Hoe westers is bezit?
Over de aard van het recht op eigendom lopen de meningen sterk uiteen. In sommige culturen wordt eigendom in collectieve zin opgevat, terwijl men in andere culturen uitgaat van privébezit. Het is vooral interessant om te zien wat er gebeurt als het 'privébezit concept' zijn intrede doet in een cultuur waarin bezit vooral in communale zin wordt benaderd. In de meeste Afrikaanse landen is land een communaal bezit en voorzien kleine boeren in hun levensonderhoud door van deze gemeenschappelijke gronden gebruik te maken. Op dit moment zijn wij aan de Universiteit Utrecht bezig een 'receptorbenadering' jegens mensenrechten te ontwikkelen, samen met de Chinese Academy of Social Sciences en de Rechtenfaculteit van Shandong University. Het zoeken naar een oplossing binnen het eigen gewoonterecht van een gemeenschap staat hierin centraal. De eigen waarden en normen van een gemeenschap worden op die manier gerespecteerd.

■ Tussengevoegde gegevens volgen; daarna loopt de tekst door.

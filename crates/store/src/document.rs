//! The document store interface.
//!
//! Every Vigil component reaches persistence through [`DocumentStore`]. The
//! trait is shaped around conditional read-modify-write: callers never
//! overwrite a visitor directly, they hand the store a mutator that sees the
//! current document and decides what to write. The store runs the mutator and
//! the write under one lock (or one transaction), so two concurrent writers
//! to the same visitor cannot interleave.
//!
//! A visitor write carries its [`BanRecordChange`] with it. The status flip
//! and the ban record projection therefore commit together or not at all.
//! The mutator also sees the visitor's ban records as they stand under the
//! same lock, so decisions that depend on both are taken atomically.

use std::sync::Arc;

use async_trait::async_trait;
use chrono::{DateTime, Utc};
use futures::stream::BoxStream;
use vigil_types::{
    AdminId, Appeal, AppealId, AppealStats, AppealStatus, BanCategory, BanRecord,
    FingerprintHash, Result, StatusChangeEvent, Visitor, VisitorId, VisitorStatus,
    validation::ValidationError,
};

/// Largest page a listing call returns.
pub const MAX_PAGE_SIZE: usize = 200;

/// What a visitor mutator decided.
#[derive(Debug, Clone, PartialEq, Eq)]
pub enum Mutation {
    /// Persist the new image.
    Write(VisitorWrite),
    /// Leave the document untouched.
    Skip,
}

/// A visitor image plus the ban record change committed with it.
#[derive(Debug, Clone, PartialEq, Eq)]
pub struct VisitorWrite {
    /// New visitor image.
    pub visitor: Visitor,
    /// Projection change committed atomically with the image.
    pub ban_record: BanRecordChange,
}

impl VisitorWrite {
    /// A write that leaves ban records untouched.
    #[must_use]
    pub fn visitor_only(visitor: Visitor) -> Self {
        Self { visitor, ban_record: BanRecordChange::Unchanged }
    }
}

/// Change to a visitor's ban records.
#[derive(Debug, Clone, PartialEq, Eq)]
pub enum BanRecordChange {
    /// No change.
    Unchanged,
    /// Open a new active record. Any record still active is closed first.
    Open(BanRecord),
    /// Close the active record.
    Close {
        /// Lift time.
        at: DateTime<Utc>,
        /// Administrator who lifted the ban, if any.
        by: Option<AdminId>,
    },
    /// Update the category of the active record.
    Recategorize(BanCategory),
}

/// Result of [`DocumentStore::upsert_visitor`].
#[derive(Debug, Clone, PartialEq, Eq)]
pub struct UpsertOutcome {
    /// Document after the call (`None` if it did not exist and was not created).
    pub visitor: Option<Visitor>,
    /// Whether a write was committed.
    pub committed: bool,
    /// Status flip produced by the write, already published to watchers.
    pub event: Option<StatusChangeEvent>,
}

/// Result of [`DocumentStore::claim_fingerprint`].
#[derive(Debug, Clone, PartialEq, Eq)]
pub enum FingerprintClaim {
    /// The caller won the claim and the candidate visitor was created.
    Created(Visitor),
    /// The fingerprint already belongs to this canonical visitor.
    Existing(VisitorId),
}

/// Visitor mutator passed to [`DocumentStore::upsert_visitor`].
///
/// Receives the current document (`None` if absent) and the visitor's ban
/// records, oldest first. The mutator may run more than once when the gateway
/// retries, so it must be a pure function of its input.
pub type VisitorMutator<'a> =
    &'a (dyn Fn(Option<&Visitor>, &[BanRecord]) -> Result<Mutation> + Send + Sync);

/// Appeal mutator passed to [`DocumentStore::update_appeal`].
pub type AppealMutator<'a> = &'a (dyn Fn(&Appeal) -> Result<Appeal> + Send + Sync);

/// Sort orders for visitor listings. Ties break on visitor id.
#[derive(Debug, Clone, Copy, Default, PartialEq, Eq)]
pub enum VisitorSort {
    /// Most recently seen first.
    #[default]
    LastVisitDesc,
    /// Most recently created first.
    FirstVisitDesc,
    /// Most frequent visitors first.
    VisitCountDesc,
}

/// Visitor listing request.
#[derive(Debug, Clone, PartialEq, Eq)]
pub struct VisitorQuery {
    /// Only return visitors with this status.
    pub status: Option<VisitorStatus>,
    /// Sort order.
    pub sort: VisitorSort,
    /// Cursor returned by the previous page.
    pub cursor: Option<String>,
    /// Page size, `1..=MAX_PAGE_SIZE`.
    pub limit: usize,
}

impl Default for VisitorQuery {
    fn default() -> Self {
        Self { status: None, sort: VisitorSort::default(), cursor: None, limit: 50 }
    }
}

/// Visitor counts across the whole store.
#[derive(Debug, Clone, Copy, Default, PartialEq, Eq)]
pub struct VisitorStats {
    /// All visitors.
    pub total: usize,
    /// Active visitors.
    pub active: usize,
    /// Banned visitors.
    pub banned: usize,
}

/// One page of visitors. `stats` comes from the same snapshot as `items`.
#[derive(Debug, Clone, PartialEq, Eq)]
pub struct VisitorPage {
    /// Visitors on this page.
    pub items: Vec<Visitor>,
    /// Store-wide counts.
    pub stats: VisitorStats,
    /// Cursor for the next page, if any.
    pub next_cursor: Option<String>,
}

/// Appeal listing request. Appeals are listed newest first.
#[derive(Debug, Clone, PartialEq, Eq)]
pub struct AppealQuery {
    /// Only return appeals with this status.
    pub status: Option<AppealStatus>,
    /// Cursor returned by the previous page.
    pub cursor: Option<String>,
    /// Page size, `1..=MAX_PAGE_SIZE`.
    pub limit: usize,
}

impl Default for AppealQuery {
    fn default() -> Self {
        Self { status: None, cursor: None, limit: 50 }
    }
}

/// One page of appeals. `stats` comes from the same snapshot as `items`.
#[derive(Debug, Clone, PartialEq, Eq)]
pub struct AppealPage {
    /// Appeals on this page.
    pub items: Vec<Appeal>,
    /// Store-wide counts.
    pub stats: AppealStats,
    /// Cursor for the next page, if any.
    pub next_cursor: Option<String>,
}

/// Status of a visitor at subscription time.
#[derive(Debug, Clone, PartialEq, Eq)]
pub struct StatusSnapshot {
    /// Status when the subscription was taken.
    pub status: VisitorStatus,
    /// Ban reason when banned.
    pub reason: Option<String>,
}

impl From<&Visitor> for StatusSnapshot {
    fn from(visitor: &Visitor) -> Self {
        Self { status: visitor.status, reason: visitor.ban_reason.clone() }
    }
}

/// Stream of committed status flips for one visitor.
///
/// The stream ends when the store drops the subscription. An `Err` item means
/// events may have been missed and the subscriber should resynchronise.
pub type StatusEventStream = BoxStream<'static, Result<StatusChangeEvent>>;

/// Asks the store whether it still feeds one subscription.
///
/// A subscription can go silent without its stream ending or erroring. The
/// check lets a subscriber tell such a stream from a quiet one.
#[derive(Clone)]
pub struct WatchLiveness(Arc<dyn Fn() -> bool + Send + Sync>);

impl WatchLiveness {
    /// Wraps a store-specific check.
    pub fn new(check: impl Fn() -> bool + Send + Sync + 'static) -> Self {
        Self(Arc::new(check))
    }

    /// Whether the store still delivers to this subscription.
    #[must_use]
    pub fn is_live(&self) -> bool {
        (self.0)()
    }
}

impl std::fmt::Debug for WatchLiveness {
    fn fmt(&self, f: &mut std::fmt::Formatter<'_>) -> std::fmt::Result {
        f.debug_tuple("WatchLiveness").field(&self.is_live()).finish()
    }
}

/// A live subscription to one visitor.
///
/// `snapshot` and `events` are taken atomically: every flip committed after
/// the snapshot appears on the stream, and none committed before it does.
/// Dropping `events` releases the subscription in the store.
pub struct VisitorWatch {
    /// Status at subscription time.
    pub snapshot: StatusSnapshot,
    /// Subsequent flips, in commit order.
    pub events: StatusEventStream,
    /// Whether the store still feeds `events`.
    pub liveness: WatchLiveness,
}

impl std::fmt::Debug for VisitorWatch {
    fn fmt(&self, f: &mut std::fmt::Formatter<'_>) -> std::fmt::Result {
        f.debug_struct("VisitorWatch").field("snapshot", &self.snapshot).finish_non_exhaustive()
    }
}

/// Generic key-document store.
///
/// Implementations report transient trouble as `StoreUnavailable` and leave
/// retries and deadlines to the gateway.
#[async_trait]
pub trait DocumentStore: Send + Sync + 'static {
    /// Reads a visitor.
    async fn get_visitor(&self, id: VisitorId) -> Result<Option<Visitor>>;

    /// Atomic read-modify-write of one visitor and its ban records.
    ///
    /// The mutator sees the current document (`None` if absent) and its ban
    /// records. Errors it returns abort the call with nothing written.
    async fn upsert_visitor(&self, id: VisitorId, mutator: VisitorMutator<'_>)
    -> Result<UpsertOutcome>;

    /// First-write-wins claim of a fingerprint.
    ///
    /// If no live visitor owns `hash`, `candidate` is created and recorded as
    /// the owner. Otherwise the owner's id is returned and nothing is written.
    async fn claim_fingerprint(
        &self,
        hash: &FingerprintHash,
        candidate: Visitor,
    ) -> Result<FingerprintClaim>;

    /// All visitors whose fingerprint digest equals `hash`.
    async fn query_visitors_by_fingerprint(&self, hash: &FingerprintHash) -> Result<Vec<Visitor>>;

    /// Lists visitors.
    async fn list_visitors(&self, query: &VisitorQuery) -> Result<VisitorPage>;

    /// Purges a visitor. Its ban records are kept. Returns the removed document.
    async fn delete_visitor(&self, id: VisitorId) -> Result<Option<Visitor>>;

    /// All ban records of a visitor, oldest first.
    async fn get_ban_records(&self, id: VisitorId) -> Result<Vec<BanRecord>>;

    /// Persists a new appeal.
    async fn create_appeal(&self, appeal: Appeal) -> Result<()>;

    /// Reads an appeal.
    async fn get_appeal(&self, id: AppealId) -> Result<Option<Appeal>>;

    /// Atomic read-modify-write of one appeal.
    ///
    /// # Errors
    ///
    /// `AppealNotFound` if the appeal does not exist, or whatever the mutator returns.
    async fn update_appeal(&self, id: AppealId, mutator: AppealMutator<'_>) -> Result<Appeal>;

    /// Lists appeals newest first.
    async fn list_appeals(&self, query: &AppealQuery) -> Result<AppealPage>;

    /// Subscribes to status flips of one visitor.
    ///
    /// # Errors
    ///
    /// `VisitorNotFound` if the visitor does not exist.
    async fn watch_visitor(&self, id: VisitorId) -> Result<VisitorWatch>;
}

/// Offset cursor helpers shared by store implementations.
pub mod cursor {
    use super::{MAX_PAGE_SIZE, ValidationError};

    /// Decodes a page cursor into an offset.
    ///
    /// # Errors
    ///
    /// Returns [`ValidationError`] if the cursor is not one this store issued.
    pub fn decode(cursor: Option<&str>) -> Result<usize, ValidationError> {
        match cursor {
            None => Ok(0),
            Some(raw) => raw.parse::<usize>().map_err(|_| ValidationError {
                field: "cursor".to_string(),
                constraint: "is not a valid page cursor".to_string(),
            }),
        }
    }

    /// Validates a page size.
    ///
    /// # Errors
    ///
    /// Returns [`ValidationError`] unless `1 <= limit <= MAX_PAGE_SIZE`.
    pub fn check_limit(limit: usize) -> Result<usize, ValidationError> {
        if limit == 0 || limit > MAX_PAGE_SIZE {
            return Err(ValidationError {
                field: "limit".to_string(),
                constraint: format!("must be between 1 and {MAX_PAGE_SIZE}"),
            });
        }
        Ok(limit)
    }

    /// Cursor for the page after `offset + taken`, if more items remain.
    #[must_use]
    pub fn next(offset: usize, taken: usize, total: usize) -> Option<String> {
        let end = offset.saturating_add(taken);
        (end < total).then(|| end.to_string())
    }
}

#[cfg(test)]
#[allow(clippy::unwrap_used, clippy::expect_used)]
mod tests {
    use super::cursor;

    #[test]
    fn test_cursor_decode() {
        assert_eq!(cursor::decode(None).unwrap(), 0);
        assert_eq!(cursor::decode(Some("40")).unwrap(), 40);
        let err = cursor::decode(Some("page-2")).unwrap_err();
        assert_eq!(err.field, "cursor");
    }

    #[test]
    fn test_cursor_next_stops_at_end() {
        assert_eq!(cursor::next(0, 10, 25).as_deref(), Some("10"));
        assert_eq!(cursor::next(20, 5, 25), None);
    }

    #[test]
    fn test_check_limit_bounds() {
        assert!(cursor::check_limit(0).is_err());
        assert!(cursor::check_limit(1).is_ok());
        assert!(cursor::check_limit(super::MAX_PAGE_SIZE + 1).is_err());
    }
}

Receptorbenadering: oplossingen van eigen bodem
Het toepassen van de westerse mensenrechten hoeft niet altijd tot rechtvaardige uitkomsten te leiden. Dat gebeurde bijvoorbeeld in de Bhe-zaak, die beslist werd door het Constitutionele Hof van Zuid-Afrika. De man van mevrouw Bhe was overleden, maar zij deelde niet in de erfenis: haar schoonvader was, als eerste man in de lijn, op grond van het gewoonterecht enig erfgenaam. Het Constitutionele Hof vond deze gang van zaken in strijd met het gelijkheidsbeginsel en besloot de gewoonterechtelijke regel te vernietigen. In plaats daarvan paste het Hof statelijk erfrecht toe en op grond daarvan had mevrouw Bhe aanspraak op een deel van de erfenis. Dat lijkt op het eerste gezicht een aantrekkelijke uitkomst, maar roept toch de nodige vragen op. Het probleem is namelijk dat het statelijke erfrecht in Zuid-Afrika uitgaat van een Westerse visie op vererving, namelijk het overdragen van vermogen. Het gewoonterecht van de gemeenschap waartoe het echtpaar Bhe behoorde wijst één erfgenaam aan om te zorgen dat de boedel niet wordt opgesplitst. Door opsplitsing zou hun communale manier van leven in gevaar komen. De erfgenaam treedt in dit systeem niet op als privébezitter maar als rentmeester ten behoeve van de hele gemeenschap. Toepassing van het westerse, statelijke erfrecht was dus een middel dat niet geschikt was om dit geschil op te lossen. Daarom is het zo belangrijk een receptorbenadering van mensenrechten te ontwikkelen. Wat het Hof mijns inziens had moeten doen is een oplossing zoeken binnen het gewoonterecht van de gemeenschap.
Welk gevaar vormen banken voor de mensenrechten?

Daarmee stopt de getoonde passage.